6 May 2013

The problem, of course, with romanticizing history is that history is not very romantic. If your solution to the ills of the contemporary food system is to return to a golden age of sustainable agriculture, then you don’t have much of a solution at all. At times, Pollan seems to be willfully ignorant of the historical context of what he is writing about.

In an excerpt of his new book Cooked published in the Financial Times Pollan describes a visit to one of the most famous and historical barbeque joints in America, the Skylight Inn. The Skylight practices whole-hog pit roast methods that are dying out because of new health codes. Of his trip to Skylight Pollan says, “whole-hog barbecue over a wood fire represents the purest, most unreconstructed expression of that form. By learning what I could about how that work is performed, and how it fits into a community and a culture, I was hoping to learn something about the deeper meaning of this curious, uniquely human activity called cooking.”

In the description that follows, the reader learns some about how that work is performed, but little about how it fits into the community and culture. This is disappointing; especially because of the reputation Pollan has for promoting healthy and sustainable eating. Pork has a interesting history in the South, and Pollan largely ignores it. Luckily, Christine Baumgarthuber recently wrote a piece on pork culture in the South for her blog at the New Inquiry. Digging deep into primary sources, Baumgarthuber tries to give an honest appraisal of Southern eating habits. She cites international travelers in pre-bellum South who complain of unvaried and unhealthy meals consisting mainly of meat. The emphasis on growing cash crops (something Pollan abhors) left limited space for vegetables in Southern fields, and corn and pork were simple fillers for Southerners to get their calories from. A pork and corn based diet resulted in malnutrition, and to this day the South lacks nutritional diversity with corn and pork being replaced by soda and fast food.

By romanticizing the barbeque pits as something primal and eternal, Pollan allows his reader to forget about the complicated history behind pork culture in the South. It would be easy to dismiss Pollan as a hypocritical foodie elitist who wants to have his Berkeley farmers market with organic kale and barbecued pork with questionable health effects and sustainability. That probably would not be too bad. Everyone wants to have their cake and eat it too, and there is no reason that the occasional barbeque can’t be part of a healthy and sustainable diet.

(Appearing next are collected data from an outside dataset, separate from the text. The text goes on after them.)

use crate::viewer::CONFIG_PATH;
use crate::viewer::camera::{OrbitCameraState, orbit_camera_system, update_camera_viewport};
use crate::viewer::config::load_or_default;
use crate::viewer::host::{apply_transform_commands, on_pointer_click, tick_highlight_pulse};
use crate::viewer::playback::{AnimationQueue, advance_animations};
use crate::viewer::scene::{draw_highlight_outlines, draw_reference_grid, setup_viewer_scene};
use crate::viewer::ui::{PanelFocus, ui_system};
use bevy::picking::mesh_picking::MeshPickingPlugin;
use bevy::prelude::*;
use bevy::window::{PresentMode, Window, WindowPlugin};
use bevy_egui::{EguiPlugin, EguiPrimaryContextPass};
use std::path::Path;

pub fn run() -> AppExit {
    let config = load_or_default(Path::new(CONFIG_PATH));
    let (r, g, b) = config.clear_color;

    App::new()
        .insert_resource(ClearColor(Color::srgb(r, g, b)))
        .insert_resource(OrbitCameraState::from_settings(&config.camera))
        .insert_resource(config)
        .insert_resource(PanelFocus::default())
        .insert_resource(AnimationQueue::default())
        .insert_resource(GlobalAmbientLight {
            color: Color::srgb(0.85, 0.88, 0.95),
            brightness: 350.0,
            affects_lightmapped_meshes: true,
        })
        .add_plugins(DefaultPlugins.set(WindowPlugin {
            primary_window: Some(Window {
                title: "IPEX Viewer".to_string(),
                resolution: (1400, 900).into(),
                present_mode: PresentMode::AutoVsync,
                ..Default::default()
            }),
            ..Default::default()
        }))
        .add_plugins(MeshPickingPlugin)
        .add_plugins(EguiPlugin::default())
        .add_systems(Startup, setup_viewer_scene)
        .add_systems(
            Update,
            (
                apply_transform_commands,
                advance_animations,
                tick_highlight_pulse,
                update_camera_viewport,
                orbit_camera_system,
            )
                .chain(),
        )
        .add_systems(Update, (draw_reference_grid, draw_highlight_outlines))
        .add_systems(EguiPrimaryContextPass, ui_system)
        .add_observer(on_pointer_click)
        .run()
}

No, more far more insidious is Pollan’s attitude towards industrialization. The Southern setting of this excerpt is especially telling. The South has a tricky relationship with agriculture. Before the Civil War, the Southern economy was based on cash-crop agriculture fueled by slave labor. After the Civil War, the future of the Southern economy was very much in question. New South boosters argued for increased industrialization that would give the South the economic engine that would allow it to expand and modernize. This New South boosterism was met with resistance from Southerners who bemoaned the loss of the Civil War as a terrible Lost Cause, and who saw industrialization as an unwanted imposition of Northern culture on the South. A group of writers and poets centered around Vanderbilt University called the Southern Agrarians wrote I’ll Take My Stand: The South and the Agrarian Tradition in 1930. The essays in this book gave voice to nostalgia for a pre-industrial South.

Due in no small part to Pollan’s writing, anti-industrialization is a common part of the liberal mindset. One of Pollan’s greatest inspirations, Wendell Berry, was inspired by the Southern Agrarians. Placing Pollan’s trip to the Skylight Inn within historical context problematizes it a great deal. If Pollan truly cared about exploring the complex history of food, he might consider some of these issues.